__Stored data entries__:
---*---
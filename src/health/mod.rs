//! Health and introspection endpoints.
//!
//! # Data Flow
//! ```text
//! GET /health                   → store ping
//! GET /health/circuit-breakers  → CircuitBreakerManager::all_metrics
//! GET /health/retries           → RetryManager::all_metrics
//! GET /health/subgraphs         → SubgraphRegistry snapshot + subgraph status records
//! ```
//!
//! # Design Decisions
//! - Every store read is bounded by `timeouts.health_secs`
//! - The breaker endpoint answers 503 while any breaker is open, so load
//!   balancers can route around a degraded replica
//! - The gateway stays up without its store, so `/health` reports a
//!   degraded store but still answers 200

pub mod endpoints;

pub use endpoints::health_routes;
//! Operator endpoints, protected by a bearer token.
//!
//! # Data Flow
//! ```text
//! /admin/*
//!     → auth.rs (Authorization: Bearer <admin.api_key>)
//!     → handlers.rs (status, breaker/retry resets, cache invalidation)
//! ```

pub mod auth;
pub mod handlers;

use axum::{
    middleware,
    routing::{get, post},
    Router,
};

use self::auth::admin_auth_middleware;
use self::handlers::*;
use crate::http::server::AppState;

pub fn admin_routes(state: AppState) -> Router<AppState> {
    Router::new()
        .route("/admin/status", get(get_status))
        .route("/admin/circuit-breakers/reset", post(reset_circuit_breakers))
        .route("/admin/circuit-breakers/{name}/reset", post(reset_circuit_breaker))
        .route("/admin/retries/reset", post(reset_retries))
        .route("/admin/cache/invalidate", post(invalidate_cache))
        .route_layer(middleware::from_fn_with_state(state, admin_auth_middleware))
}
//! HTTP server setup and configuration.
//!
//! # Responsibilities
//! - Hold the shared application state handed to every handler
//! - Compose the query middleware chain in its fixed order
//! - Mount the health and admin endpoints
//! - Wire up tower layers (tracing, request ID, request timeout)
//! - Serve with graceful shutdown

use std::net::SocketAddr;
use std::sync::Arc;

use axum::{
    http::uri::InvalidUri,
    middleware::from_fn_with_state,
    routing::{post, MethodRouter},
    Router,
};
use tokio::net::TcpListener;
use tokio_util::sync::CancellationToken;
use tower::ServiceBuilder;
use tower_http::{
    request_id::{MakeRequestUuid, PropagateRequestIdLayer, SetRequestIdLayer},
    timeout::TimeoutLayer,
    trace::TraceLayer,
};

use crate::admin::admin_routes;
use crate::cache::{QueryCache, SchemaCache};
use crate::config::GatewayConfig;
use crate::health::health_routes;
use crate::http::middleware::{cache_middleware, resilience_middleware};
use crate::http::upstream::{query_handler, UpstreamClient};
use crate::poller::SubgraphRegistry;
use crate::resilience::{CircuitBreakerManager, RetryManager};
use crate::security::{rate_limit_middleware, RateLimiter};
use crate::store::SharedStore;

/// Application state injected into handlers and middleware.
#[derive(Clone)]
pub struct AppState {
    pub config: Arc<GatewayConfig>,
    pub store: Arc<dyn SharedStore>,
    pub breakers: Arc<CircuitBreakerManager>,
    pub retries: Arc<RetryManager>,
    pub rate_limiter: Arc<RateLimiter>,
    pub query_cache: Arc<QueryCache>,
    pub schema_cache: Arc<SchemaCache>,
    pub subgraphs: Arc<SubgraphRegistry>,
    pub upstream: UpstreamClient,
    /// Parent of every per-request cancellation token.
    pub shutdown: CancellationToken,
}

impl AppState {
    /// Build every store-backed component around one shared store.
    pub fn new(
        config: GatewayConfig,
        store: Arc<dyn SharedStore>,
        shutdown: CancellationToken,
    ) -> Result<Self, InvalidUri> {
        let upstream = UpstreamClient::new(&config.upstream.url, config.timeouts.upstream())?;
        Ok(Self {
            breakers: Arc::new(CircuitBreakerManager::new(store.clone())),
            retries: Arc::new(RetryManager::new(store.clone())),
            rate_limiter: Arc::new(RateLimiter::new(store.clone())),
            query_cache: Arc::new(QueryCache::new(
                store.clone(),
                config.cache.query_ttl(),
                config.cache.refresh_on_hit,
            )),
            schema_cache: Arc::new(SchemaCache::new(store.clone(), config.cache.schema_ttl())),
            subgraphs: Arc::new(SubgraphRegistry::new()),
            upstream,
            store,
            shutdown,
            config: Arc::new(config),
        })
    }
}

/// Router with the upstream forwarder behind the query chain.
pub fn build_router(state: AppState) -> Router {
    build_router_with(state, post(query_handler))
}

/// Router with a caller-supplied query handler behind the query chain.
#[allow(deprecated)]
pub fn build_router_with(state: AppState, query_handler: MethodRouter<AppState>) -> Router {
    let config = state.config.clone();

    // Layers run outermost-last: resilience → rate limit → cache → handler.
    let query = Router::new()
        .route(&config.listener.query_path, query_handler)
        .route_layer(from_fn_with_state(state.clone(), cache_middleware))
        .route_layer(from_fn_with_state(state.clone(), rate_limit_middleware))
        .route_layer(from_fn_with_state(state.clone(), resilience_middleware));

    let mut router = Router::new().merge(query).merge(health_routes());
    if config.admin.enabled {
        router = router.merge(admin_routes(state.clone()));
    }

    router.with_state(state).layer(
        ServiceBuilder::new()
            .layer(SetRequestIdLayer::x_request_id(MakeRequestUuid))
            .layer(TraceLayer::new_for_http())
            .layer(PropagateRequestIdLayer::x_request_id())
            .layer(TimeoutLayer::new(config.timeouts.request())),
    )
}

/// HTTP server for the gateway.
pub struct HttpServer {
    router: Router,
    config: Arc<GatewayConfig>,
}

impl HttpServer {
    pub fn new(state: AppState) -> Self {
        let config = state.config.clone();
        let router = build_router(state);
        Self { router, config }
    }

    /// Run the server until `shutdown` fires, then drain in-flight requests.
    pub async fn run(self, listener: TcpListener, shutdown: CancellationToken) -> Result<(), std::io::Error> {
        let addr = listener.local_addr()?;
        tracing::info!(
            address = %addr,
            query_path = %self.config.listener.query_path,
            admin = self.config.admin.enabled,
            "HTTP server starting"
        );

        let app = self.router.into_make_service_with_connect_info::<SocketAddr>();
        axum::serve(listener, app)
            .with_graceful_shutdown(async move { shutdown.cancelled().await })
            .await?;

        tracing::info!("HTTP server stopped");
        Ok(())
    }

    pub fn config(&self) -> &GatewayConfig {
        &self.config
    }
}
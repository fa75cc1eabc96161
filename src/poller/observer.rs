//! Subscribers to subgraph set changes.

use arc_swap::ArcSwap;
use chrono::{DateTime, Utc};
use serde::Serialize;

/// Everything an observer needs to address one subgraph.
#[derive(Debug, Clone, PartialEq, Eq, Serialize)]
pub struct SubgraphConfig {
    pub name: String,
    pub url: String,
    #[serde(skip_serializing_if = "Option::is_none")]
    pub subscription_url: Option<String>,
    #[serde(skip)]
    pub sdl: String,
}

/// Receives the full subgraph set after every successful refresh.
pub trait SubgraphObserver: Send + Sync {
    fn update_subgraphs(&self, subgraphs: &[SubgraphConfig]);
}

#[derive(Debug, Default)]
pub struct RegistrySnapshot {
    pub subgraphs: Vec<SubgraphConfig>,
    pub updated_at: Option<DateTime<Utc>>,
}

/// Observer that keeps the latest subgraph set for introspection.
#[derive(Debug, Default)]
pub struct SubgraphRegistry {
    current: ArcSwap<RegistrySnapshot>,
}

impl SubgraphRegistry {
    pub fn new() -> Self {
        Self::default()
    }

    pub fn snapshot(&self) -> std::sync::Arc<RegistrySnapshot> {
        self.current.load_full()
    }
}

impl SubgraphObserver for SubgraphRegistry {
    fn update_subgraphs(&self, subgraphs: &[SubgraphConfig]) {
        self.current.store(std::sync::Arc::new(RegistrySnapshot {
            subgraphs: subgraphs.to_vec(),
            updated_at: Some(Utc::now()),
        }));
        tracing::info!(count = subgraphs.len(), "Subgraph registry updated");
    }
}

#[cfg(test)]
mod tests {
    use super::*;

    #[test]
    fn test_registry_keeps_latest_set() {
        let registry = SubgraphRegistry::new();
        assert!(registry.snapshot().subgraphs.is_empty());
        assert!(registry.snapshot().updated_at.is_none());

        let orders = SubgraphConfig {
            name: "orders".into(),
            url: "http://orders:4001/query".into(),
            subscription_url: None,
            sdl: "type Query { orders: [Order] }".into(),
        };
        registry.update_subgraphs(&[orders.clone()]);
        registry.update_subgraphs(&[orders.clone(), SubgraphConfig { name: "users".into(), ..orders }]);

        let snapshot = registry.snapshot();
        assert_eq!(snapshot.subgraphs.len(), 2);
        assert_eq!(snapshot.subgraphs[1].name, "users");
        assert!(snapshot.updated_at.is_some());
    }
}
---*---
__EXERCISE BRIEF__:
Lines that contain "RateLimiter" are the result; find them in the entries above and copy each one.

__EXERCISE SOLUTION__:
use crate::security::{rate_limit_middleware, RateLimiter};
    pub rate_limiter: Arc<RateLimiter>,
            rate_limiter: Arc::new(RateLimiter::new(store.clone())),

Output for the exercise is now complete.